The authors believe that botulinum toxin works for Androgenetic Alopecia due to increased blood flow which "washes out" accumulated DHT. I don't believe this to be the correct explanation. By relieving tension and improving blood flow, hair follicles are less compromised metabolically which in turn will reduce glucocorticoid production which in turn also reduces the need for 5AR and results in decreased 5AR levels in the follicle.

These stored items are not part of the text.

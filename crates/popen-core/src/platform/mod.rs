//! Platform abstraction layer.
//!
//! All `#[cfg]` blocks for OS-specific behavior live in this module. Each
//! supported platform family provides one complete implementation of
//! [`PlatformProcess`]; the launcher façade only ever talks to the
//! implementation selected at build time through [`Process`].
//!
//! # Architecture
//!
//! - `handles` - Ownership ledger for handles allocated during one start
//! - `paths` - Default shell, null device, executable search
//! - `unix` - fork/exec launcher (Linux, macOS, BSDs)
//! - `windows` - `CreateProcessW` launcher
//!
//! # Supported Platforms
//!
//! - **Linux**: Full support
//! - **macOS**: Full support (no pipe size control)
//! - **Windows**: Full support

pub(crate) mod handles;
pub mod paths;

#[cfg(unix)]
mod unix;
#[cfg(windows)]
mod windows;

#[cfg(unix)]
pub(crate) use unix::UnixProcess as Process;
#[cfg(windows)]
pub(crate) use windows::WindowsProcess as Process;

pub use paths::{default_shell, null_device};

use crate::error::Result;
use crate::process::{LaunchConfig, ParentStreams};
use std::time::Duration;

/// Capabilities one platform must provide for a single child process.
///
/// Return codes are already mapped to the launcher's conventions: the exit
/// code, `-N` for death by signal N on POSIX, and
/// `LauncherConfig::KILLED_RETURNCODE` for a child we force-killed on Windows.
pub(crate) trait PlatformProcess: Sized {
    /// Resolve stdio, marshal the command, and create the child.
    ///
    /// On error every handle allocated by this call has been closed.
    fn spawn(config: &mut LaunchConfig) -> Result<(Self, ParentStreams)>;

    fn id(&self) -> u32;

    /// Non-blocking exit check.
    fn try_wait(&mut self) -> Result<Option<i32>>;

    /// Block until exit or until `timeout` elapses (`None` waits forever).
    fn wait_timeout(&mut self, timeout: Option<Duration>) -> Result<Option<i32>>;

    fn send_signal(&mut self, signal: i32) -> Result<()>;

    /// Ask the child to shut down cooperatively.
    fn terminate(&mut self) -> Result<()>;

    /// Forcefully end the child.
    fn kill(&mut self) -> Result<()>;

    /// Drop OS resources tied to the process once its exit has been observed.
    fn release(&mut self);
}

/// Signal numbers accepted by `Popen::send_signal`.
pub mod signal {
    #[cfg(unix)]
    pub use libc::{SIGHUP, SIGINT, SIGKILL, SIGQUIT, SIGTERM, SIGUSR1, SIGUSR2};

    /// Console control event delivered with `GenerateConsoleCtrlEvent`.
    #[cfg(windows)]
    pub const CTRL_C_EVENT: i32 = 0;
    #[cfg(windows)]
    pub const CTRL_BREAK_EVENT: i32 = 1;
    /// Mapped to `terminate()`.
    #[cfg(windows)]
    pub const SIGTERM: i32 = 15;
}

/// Returns the platform family the launcher was built for.
pub fn platform_family() -> &'static str {
    if cfg!(windows) {
        "windows"
    } else if cfg!(unix) {
        "unix"
    } else {
        "unknown"
    }
}
/// Report a failed setup step to the parent and exit.
///
/// # Safety
///
/// Must only be called in the forked child.
unsafe fn fail(err_fd: RawFd, stage: Stage, code: i32) -> ! {
    let mut msg = [0u8; 8];
    msg[..4].copy_from_slice(&(stage as u32).to_be_bytes());
    msg[4..].copy_from_slice(&code.to_be_bytes());
    let mut written = 0;
    while written < msg.len() {
        // SAFETY: writing from a stack buffer to our own pipe.
        let n = unsafe {
            libc::write(
                err_fd,
                msg[written..].as_ptr().cast(),
                msg.len() - written,
            )
        };
        if n > 0 {
            written += n as usize;
        } else if n == -1 && errno() == libc::EINTR {
            continue;
        } else {
            break;
        }
    }
    // SAFETY: _exit skips atexit handlers and stdio buffers inherited from the parent.
    unsafe { libc::_exit(LauncherConfig::EXEC_FAILURE_EXIT_CODE) }
}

To be clear, I am not stating that scalp tension and lack of blood flow are the cause of Androgenetic Alopecia (not directly anway). While these issues will negatively effect the hair follicle and lead to poor hair growth, I don't believe they will result in Androgenetic Alopecia by themselves. It is the stress that these factors place on the hair follicle that leads to higher 5AR levels in order to metabolize the higher levels of glucocorticoids that are produced in this stressed (literally) environment that leads to higher DHT which causes Androgenetic Alopecia. I believe DHT is an unintended byproduct from the organ's attempt to mitigate the detrimental effect excessive glucocorticoid exposure on metabolic phenotype through increased 5 alpha reductase. I am basing this off of the results of studies done on 5 alpha reductase and liver metabolism as it pertains to nonalcoholic fatty liver disease.

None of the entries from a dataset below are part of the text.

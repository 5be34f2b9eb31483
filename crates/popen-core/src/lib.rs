//! Popen Core - a child-process launcher modeled on Python's `subprocess.Popen`.
//!
//! This crate starts a child process with redirected standard streams, a
//! marshaled command line and environment, and tracks it until exit. It never
//! leaks a pipe or handle on a failed start, and a running child is killed and
//! reaped when its [`Popen`] is dropped.
//!
//! # Example
//!
//! ```rust,no_run
//! use popen_core::{IoBinding, Popen};
//! use std::io::Read;
//!
//! fn main() -> popen_core::Result<()> {
//!     let mut child = Popen::new(["echo", "hello"]);
//!     child.stdout(IoBinding::pipe()).text(true);
//!     child.start()?;
//!
//!     let mut out = String::new();
//!     if let Some(stdout) = child.stdout_stream() {
//!         stdout.read_to_string(&mut out)?;
//!     }
//!     child.wait(None)?;
//!     println!("{} -> {:?}", out.trim(), child.returncode());
//!     Ok(())
//! }
//! ```

pub mod config;
pub mod error;
pub mod platform;
pub mod process;

// Re-export commonly used types
pub use config::LauncherConfig;
pub use error::{PopenError, Result};
pub use platform::signal;
pub use process::{
    list2cmdline, quote_arg, sh_quote, Builtin, Captured, ChildStderr, ChildStdin, ChildStdout,
    EnvMap, IoBinding, LaunchConfig, LaunchState, Popen, StdioBindings, Stream,
};
#[cfg(unix)]
pub use process::{PreExecHook, UnixOptions};
#[cfg(windows)]
pub use process::{StartupInfo, WindowsOptions};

Nature is not perfect. No organism can be perfectly adapted to a dynamic and ever changing environment and I believe our body's solution to excessive glucocorticoid production is evidence to this. In this study https://www.ncbi.nlm.nih.gov/pubmed/24080367, 60% of rats fed a western diet w/ sedentary lifestyle developed liver cancer after 1 year. Rats fed the same diet but had 5AR1 inhibited developed NAFLD faster, but 0% had liver cancer after 1 year. This is most likely due to the carcinogenic nature of DHT. So increasing 5AR in the short term provided benefit by lessening NAFLD but in the long run led to cancer because of the unintended(by this I mean the organ's purpose of increasing 5AR was to clear glucocorticoids, not produce DHT) byproduct from 5AR, DHT.

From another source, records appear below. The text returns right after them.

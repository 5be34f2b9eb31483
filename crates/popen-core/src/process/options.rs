//! Launch configuration.

use super::binding::{IoBinding, StdioBindings, Stream};
use super::env::EnvMap;
use std::fmt;
use std::path::{Path, PathBuf};

/// Everything needed to start one child process.
#[derive(Debug)]
pub struct LaunchConfig {
    /// Program to run. When unset, `args[0]` is the program.
    /// With `shell`, this names the interpreter instead.
    pub executable: Option<PathBuf>,
    /// Full argument vector, `args[0]` included.
    pub args: Vec<String>,
    /// Run the command through the platform shell.
    pub shell: bool,
    /// Working directory of the child.
    pub cwd: Option<PathBuf>,
    /// Child environment. Empty means inherit the parent's.
    pub env: EnvMap,
    /// Standard stream wiring.
    pub stdio: StdioBindings,
    /// Normalise newlines in captured output.
    pub text: bool,
    /// Close descriptors/handles the child was not explicitly given.
    pub close_fds: bool,
    /// Requested pipe buffer size in bytes, where the platform supports it.
    pub pipesize: Option<usize>,
    #[cfg(unix)]
    pub unix: UnixOptions,
    #[cfg(windows)]
    pub windows: WindowsOptions,
}

impl Default for LaunchConfig {
    fn default() -> Self {
        Self {
            executable: None,
            args: Vec::new(),
            shell: false,
            cwd: None,
            env: EnvMap::new(),
            stdio: StdioBindings::default(),
            text: false,
            close_fds: true,
            pipesize: None,
            #[cfg(unix)]
            unix: UnixOptions::default(),
            #[cfg(windows)]
            windows: WindowsOptions::default(),
        }
    }
}

impl LaunchConfig {
    /// Create a config for the given argument vector.
    pub fn new<I, S>(args: I) -> Self
    where
        I: IntoIterator<Item = S>,
        S: Into<String>,
    {
        Self {
            args: args.into_iter().map(Into::into).collect(),
            ..Self::default()
        }
    }

    /// Set the program path.
    pub fn with_executable(mut self, path: impl AsRef<Path>) -> Self {
        self.executable = Some(path.as_ref().to_path_buf());
        self
    }

    /// Add an argument.
    pub fn with_arg(mut self, arg: impl Into<String>) -> Self {
        self.args.push(arg.into());
        self
    }

    pub fn with_shell(mut self, shell: bool) -> Self {
        self.shell = shell;
        self
    }

    /// Set the working directory.
    pub fn with_cwd(mut self, path: impl AsRef<Path>) -> Self {
        self.cwd = Some(path.as_ref().to_path_buf());
        self
    }

    /// Add an environment variable.
    pub fn with_env(mut self, key: impl Into<String>, value: impl Into<String>) -> Self {
        self.env.insert(key, value);
        self
    }

    /// Bind one standard stream.
    pub fn with_stream(mut self, stream: Stream, binding: IoBinding) -> Self {
        self.stdio.set(stream, binding);
        self
    }

    pub fn with_text(mut self, text: bool) -> Self {
        self.text = text;
        self
    }

    pub fn with_close_fds(mut self, close_fds: bool) -> Self {
        self.close_fds = close_fds;
        self
    }

    /// The program the OS is asked to run, before shell wrapping.
    pub fn program(&self) -> Option<&str> {
        match &self.executable {
            Some(path) => path.to_str(),
            None => self.args.first().map(String::as_str),
        }
    }
}

#[cfg(unix)]
pub use unix_options::*;

#[cfg(unix)]
mod unix_options {
    use super::*;
    use std::io;
    use std::os::fd::RawFd;

    /// Hook run in the child between fork and exec.
    pub type PreExecHook = Box<dyn FnMut() -> io::Result<()> + Send + Sync>;

    /// POSIX-only launch settings.
    pub struct UnixOptions {
        /// `setpgid(0, pgid)` in the child; `Some(0)` makes a new group.
        pub process_group: Option<i32>,
        /// `setsid()` in the child.
        pub start_new_session: bool,
        /// Reset SIGPIPE and SIGXFSZ to their default dispositions.
        pub restore_signals: bool,
        pub user: Option<u32>,
        pub group: Option<u32>,
        pub extra_groups: Option<Vec<u32>>,
        pub umask: Option<u32>,
        /// Descriptors kept open in the child even with `close_fds`.
        pub pass_fds: Vec<RawFd>,
        pub(crate) pre_exec: Option<PreExecHook>,
    }

    impl Default for UnixOptions {
        fn default() -> Self {
            Self {
                process_group: None,
                start_new_session: false,
                restore_signals: true,
                user: None,
                group: None,
                extra_groups: None,
                umask: None,
                pass_fds: Vec::new(),
                pre_exec: None,
            }
        }
    }

    impl UnixOptions {
        /// Install a hook that runs in the forked child right before exec.
        ///
        /// # Safety
        ///
        /// The hook runs in a copy of a possibly multi-threaded process, so it
        /// must only perform async-signal-safe operations: no allocation, no
        /// locks, no logging.
        #[allow(unsafe_code)]
        pub unsafe fn set_pre_exec(&mut self, hook: PreExecHook) {
            self.pre_exec = Some(hook);
        }
    }

    impl fmt::Debug for UnixOptions {
        fn fmt(&self, f: &mut fmt::Formatter<'_>) -> fmt::Result {
            f.debug_struct("UnixOptions")
                .field("process_group", &self.process_group)
                .field("start_new_session", &self.start_new_session)
                .field("restore_signals", &self.restore_signals)
                .field("user", &self.user)
                .field("group", &self.group)
                .field("extra_groups", &self.extra_groups)
                .field("umask", &self.umask)
                .field("pass_fds", &self.pass_fds)
                .field("pre_exec", &self.pre_exec.is_some())
                .finish()
        }
    }
}

#[cfg(windows)]
pub use windows_options::*;

#[cfg(windows)]
mod windows_options {
    use std::os::windows::io::RawHandle;

    /// Windows-only launch settings.
    #[derive(Debug, Default)]
    pub struct WindowsOptions {
        /// Extra `CreateProcessW` creation flags.
        pub creation_flags: u32,
        pub startup_info: StartupInfo,
    }

    /// Subset of `STARTUPINFOW` exposed to callers.
    #[derive(Debug, Default)]
    pub struct StartupInfo {
        /// Extra `STARTF_*` flags.
        pub flags: u32,
        /// `wShowWindow` value; sets `STARTF_USESHOWWINDOW` when present.
        pub show_window: Option<u16>,
        /// Additional handles the child may inherit. They must already be inheritable.
        pub handle_list: Vec<RawHandle>,
    }
}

Studies showing androgen receptor signalling involved in liver cancer.
https://www.ncbi.nlm.nih.gov/pubmed/17369855
https://www.ncbi.nlm.nih.gov/pmc/articles/PMC4110552/

To superimpose this scenario on to a separate organ, the hair follicle, does not require a leap of faith. Hair follicles under duress over produce glucocorticoids and in an attempt to metabolize and deactivate the excess cortisol inadvertently subject themselves to the processes of Androgenetic Alopecia due to the overproduction of DHT, the carcinogenic byproduct of metabolizing cortisol through 5AR

To reiterate, this is not an attempt to discredit the role of androgens in Androgenetic Alopecia, it is merely offering an explanation as to why the 5AR enzyme is expressed so highly in certain areas of the scalp and not others.


So why do follicles in the occipatal zone have less 5AR? I think it is because they are not under any tension or physical duress that interferes with normal metabolic activity to any appreciable degree and therefore don't produce excessive glucocorticoids.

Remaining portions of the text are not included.